Adideva: The first time I physically saw Srila Prabhupada was in the New York temple on Henry Street in 1972, right after Ratha-yatra. I had met devotees in Texas and they had encouraged me to go and meet Prabhupada. I went with my sculptor teacher, who later became Murti das and we weren’t there twenty minutes before we were escorted up into Prabhupada’s room. Prabhupada wasn’t there as he was downstairs using the restroom. When I first saw Prabhupada we were just standing there, mesmerized like deer in a headlight. Prabhupada was dressed in his gumsha and he had his brahmin thread wrapped around his ear. We both hit the floor. At that point we didn’t even know the prayers so we just mumbled some non-descript sounds. My first impression of Prabhupada was how regal he was even in this very domestic situation. The first words out of his mouth were, “I’m not a king. This is not for me. This is an educational facility for teaching Krishna consciousness.” He could tell that my teacher and I were pretty wound up and so he immediately started with small talk. We went into his room and he just started asking us about Visnujana Swami and about Texas. “Is it hot there? Do you like wearing dhotis in Texas?” That sort of broke the ice. Then Prabhupada asked his secretary, Arovinda to bring in a drawing of Panchatattva. Prabhupada knew we were sculptors and so he said, “Can you do this? Can you produce these? We’d like to put them in our temples all over the world.” I had done a little figurative work and taken a lot of life drawing but I’d never done clay figurative pieces. I said, “Yes Prabhupada, we can do it.” Murti das was a little wiser than I was so he said, “We’ll try.” Prabhupada even gave us a size. He said, “About forty inches.” Years later we produced a set of Panchatattva for Hawaii and before we sent them we measured them and they were about forty inches. We hadn’t planned it but it just happened that way.
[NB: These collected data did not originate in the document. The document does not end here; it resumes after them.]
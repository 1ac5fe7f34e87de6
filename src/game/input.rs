//! Joystick and button input.
//!
//! The caller samples its hardware once per tick and hands an [`InputSample`] to the session.
//! Axes are expected already oriented (larger is right/down). Buttons use pressed = 1; an
//! adapter for active-low hardware inverts its mask before building the sample.

use serde::{Deserialize, Serialize};
use std::ops::{BitAnd, BitOr};

use crate::error::GameError;
use crate::game::movement::Direction;

/// A set of pressed buttons.
#[derive(Debug, Clone, Copy, PartialEq, Eq, Hash, Default, Serialize, Deserialize)]
pub struct Buttons(u32);

impl Buttons {
    /// No button pressed.
    pub const NONE: Self = Self(0);
    /// SELECT: power-up activation.
    pub const SELECT: Self = Self(1 << 0);
    /// A: cycles the acceleration.
    pub const A: Self = Self(1 << 5);
    /// START: warp to a random position.
    pub const START: Self = Self(1 << 16);

    /// Wraps a raw pressed-is-one mask.
    #[must_use]
    pub const fn from_bits(bits: u32) -> Self {
        Self(bits)
    }

    /// Returns the raw mask.
    #[must_use]
    pub const fn bits(self) -> u32 {
        self.0
    }

    /// Returns `true` if every button in `other` is pressed.
    #[must_use]
    pub const fn contains(self, other: Self) -> bool {
        self.0 & other.0 == other.0
    }

    /// Buttons pressed in `self` but not in `previous`.
    #[must_use]
    pub const fn pressed_since(self, previous: Self) -> Self {
        Self(self.0 & !previous.0)
    }
}

impl BitOr for Buttons {
    type Output = Self;

    fn bitor(self, rhs: Self) -> Self {
        Self(self.0 | rhs.0)
    }
}

impl BitAnd for Buttons {
    type Output = Self;

    fn bitand(self, rhs: Self) -> Self {
        Self(self.0 & rhs.0)
    }
}

/// One tick of controller state.
#[derive(Debug, Clone, Copy, PartialEq, Eq, Hash, Serialize, Deserialize)]
pub struct InputSample {
    /// Horizontal axis, `0..=1023` on the reference hardware.
    pub axis_x: u16,
    /// Vertical axis, `0..=1023` on the reference hardware.
    pub axis_y: u16,
    /// Pressed buttons.
    pub buttons: Buttons,
}

impl InputSample {
    /// Axis value of a centered stick.
    pub const CENTER: u16 = 512;

    /// A centered stick with no buttons pressed.
    #[must_use]
    pub const fn neutral() -> Self {
        Self {
            axis_x: Self::CENTER,
            axis_y: Self::CENTER,
            buttons: Buttons::NONE,
        }
    }

    /// A centered stick with `buttons` pressed.
    #[must_use]
    pub const fn with_buttons(buttons: Buttons) -> Self {
        Self {
            axis_x: Self::CENTER,
            axis_y: Self::CENTER,
            buttons,
        }
    }
}

impl Default for InputSample {
    fn default() -> Self {
        Self::neutral()
    }
}

/// Dead zone for one axis. Values strictly above `high` push positive, strictly below `low`
/// push negative.
#[derive(Debug, Clone, Copy, PartialEq, Eq, Hash, Serialize, Deserialize)]
pub struct AxisThresholds {
    /// Upper bound of the negative zone.
    pub low: u16,
    /// Lower bound of the positive zone.
    pub high: u16,
}

impl AxisThresholds {
    /// Maps a raw axis value to `-1`, `0` or `1`.
    #[must_use]
    pub const fn direction(self, value: u16) -> i8 {
        if value > self.high {
            1
        } else if value < self.low {
            -1
        } else {
            0
        }
    }
}

/// Joystick dead zones.
///
/// The defaults are the reference controller's calibration.
#[derive(Debug, Clone, Copy, PartialEq, Eq, Hash, Serialize, Deserialize)]
#[must_use = "JoystickConfig has no effect unless stored in a GameConfig"]
pub struct JoystickConfig {
    /// Horizontal dead zone.
    ///
    /// Default: low 500, high 600
    pub x: AxisThresholds,
    /// Vertical dead zone.
    ///
    /// Default: low 480, high 560
    pub y: AxisThresholds,
}

impl JoystickConfig {
    /// Creates the default calibration.
    pub const fn new() -> Self {
        Self {
            x: AxisThresholds {
                low: 500,
                high: 600,
            },
            y: AxisThresholds {
                low: 480,
                high: 560,
            },
        }
    }

    /// Maps a sample to a per-axis direction. Both axes are evaluated independently.
    #[must_use]
    pub const fn direction(&self, sample: &InputSample) -> Direction {
        Direction {
            dx: self.x.direction(sample.axis_x),
            dy: self.y.direction(sample.axis_y),
        }
    }

    /// Checks that each dead zone is non-empty.
    pub fn validate(&self) -> Result<(), GameError> {
        if self.x.low > self.x.high {
            return Err(GameError::InvalidConfig {
                field: "joystick.x",
                reason: format!("low {} exceeds high {}", self.x.low, self.x.high),
            });
        }
        if self.y.low > self.y.high {
            return Err(GameError::InvalidConfig {
                field: "joystick.y",
                reason: format!("low {} exceeds high {}", self.y.low, self.y.high),
            });
        }
        Ok(())
    }
}

impl Default for JoystickConfig {
    fn default() -> Self {
        Self::new()
    }
}

/// Per-tick step multiplier, always in `1..=5`.
#[derive(Debug, Clone, Copy, PartialEq, Eq, Hash, Serialize, Deserialize)]
pub struct Acceleration(u8);

impl Acceleration {
    /// Slowest setting.
    pub const MIN: u8 = 1;
    /// Fastest setting, also the starting value.
    pub const MAX: u8 = 5;

    /// Creates an acceleration, or `None` outside `1..=5`.
    #[must_use]
    pub const fn new(value: u8) -> Option<Self> {
        if value >= Self::MIN && value <= Self::MAX {
            Some(Self(value))
        } else {
            None
        }
    }

    /// The step multiplier.
    #[must_use]
    pub const fn get(self) -> u8 {
        self.0
    }

    /// Advances to the next setting: 5 wraps to 1, anything else goes up by one.
    pub fn cycle(&mut self) -> u8 {
        self.0 = if self.0 >= Self::MAX { Self::MIN } else { self.0 + 1 };
        self.0
    }
}

impl Default for Acceleration {
    fn default() -> Self {
        Self(Self::MAX)
    }
}

/// Rising-edge detection across ticks.
///
/// Holding a button down fires once, on the tick where it goes from released to pressed.
#[derive(Debug, Clone, Copy, PartialEq, Eq, Default)]
pub struct ButtonLatch {
    previous: Buttons,
}

impl ButtonLatch {
    /// Records `current` and returns the buttons that were just pressed.
    pub fn update(&mut self, current: Buttons) -> Buttons {
        let pressed = current.pressed_since(self.previous);
        self.previous = current;
        pressed
    }

    /// Forgets the previous state, so a held button fires again on the next tick.
    pub fn reset(&mut self) {
        self.previous = Buttons::NONE;
    }
}

#[cfg(test)]
#[allow(
    clippy::panic,
    clippy::unwrap_used,
    clippy::expect_used,
    clippy::indexing_slicing
)]
mod tests {
    use super::*;

    #[test]
    fn axis_dead_zone_boundaries() {
        let x = JoystickConfig::default().x;
        assert_eq!(x.direction(601), 1);
        assert_eq!(x.direction(600), 0);
        assert_eq!(x.direction(500), 0);
        assert_eq!(x.direction(499), -1);
        assert_eq!(x.direction(1023), 1);
        assert_eq!(x.direction(0), -1);
    }

    #[test]
    fn axes_are_independent() {
        let config = JoystickConfig::default();
        let sample = InputSample {
            axis_x: 700,
            axis_y: 100,
            buttons: Buttons::NONE,
        };
        assert_eq!(config.direction(&sample), Direction { dx: 1, dy: -1 });
        assert!(config.direction(&InputSample::neutral()).is_neutral());
    }

    #[test]
    fn vertical_thresholds_differ_from_horizontal() {
        let config = JoystickConfig::default();
        let sample = InputSample {
            axis_x: 570,
            axis_y: 570,
            buttons: Buttons::NONE,
        };
        assert_eq!(config.direction(&sample), Direction { dx: 0, dy: 1 });
    }

    #[test]
    fn inverted_dead_zone_is_rejected() {
        let mut config = JoystickConfig::default();
        config.y.low = 700;
        assert!(matches!(
            config.validate(),
            Err(GameError::InvalidConfig {
                field: "joystick.y",
                ..
            })
        ));
    }

    #[test]
    fn acceleration_cycles_five_to_one() {
        let mut accel = Acceleration::default();
        assert_eq!(accel.get(), 5);
        let seen: Vec<u8> = (0..6).map(|_| accel.cycle()).collect();
        assert_eq!(seen, vec![1, 2, 3, 4, 5, 1]);
        assert!(Acceleration::new(0).is_none());
        assert!(Acceleration::new(6).is_none());
    }

    #[test]
    fn latch_fires_on_rising_edge_only() {
        let mut latch = ButtonLatch::default();
        assert_eq!(latch.update(Buttons::SELECT), Buttons::SELECT);
        assert_eq!(latch.update(Buttons::SELECT), Buttons::NONE);
        assert_eq!(
            latch.update(Buttons::SELECT | Buttons::START),
            Buttons::START
        );
        assert_eq!(latch.update(Buttons::NONE), Buttons::NONE);
        assert_eq!(latch.update(Buttons::SELECT), Buttons::SELECT);
        latch.reset();
        assert_eq!(latch.update(Buttons::SELECT), Buttons::SELECT);
    }

    #[test]
    fn button_bits_match_controller_layout() {
        assert_eq!(Buttons::SELECT.bits(), 0x0000_0001);
        assert_eq!(Buttons::A.bits(), 0x0000_0020);
        assert_eq!(Buttons::START.bits(), 0x0001_0000);
        let both = Buttons::from_bits(0x0001_0001);
        assert!(both.contains(Buttons::START));
        assert!(both.contains(Buttons::SELECT));
        assert!(!both.contains(Buttons::A));
    }
}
When I took brahminical initiation from Srila Prabhupada, I went out and collected dakshina and sent a letter to him with the dakshina saying, “What do you want me to do? What can I do?” Then Prabhupada sent me a letter back in 1973 that changed my life. “Please accept my blessings. I beg to acknowledge receipt of your letter and enclosed dakshina. Regarding murti making, yes I wanted those who could do it nicely, they should go to Mayapur and take instruction there on how to make murtis and especially dolls. We want to make dolls of Krishna lila. (I didn’t have any conception of what that meant) Just like in London I was seeing thousands of people going to the wax museum to see dolls of dead men and even they were paying to see them. So we want to make dolls of all the wonderful activities of Lord Sri Krishna and just by seeing, people will get spiritual benefit from it. So you consult with Karandar and do the needful.” That was Srila Prabhupada’s letter to me.


I was in Mayapur and one of my duties when I first got there was to make up Srila Prabhupada’s sandalwood paste and put it on his forehead before he gave class in the morning. I was so proud of myself that I knew how to make it just the right thickness to where it stayed on his forehead nicely. Then the second or third morning Prabhupada uttered something that I couldn’t understand. I said, “What Srila Prabhupada?” He uttered it again and still I couldn’t understand what he said. Finally the third time, his servant said, “Use your right hand!” Because I’m left handed, I was putting on the sandalwood with the wrong hand according to Vedic etiquette. That was an instructional tidbit from Srila Prabhupada.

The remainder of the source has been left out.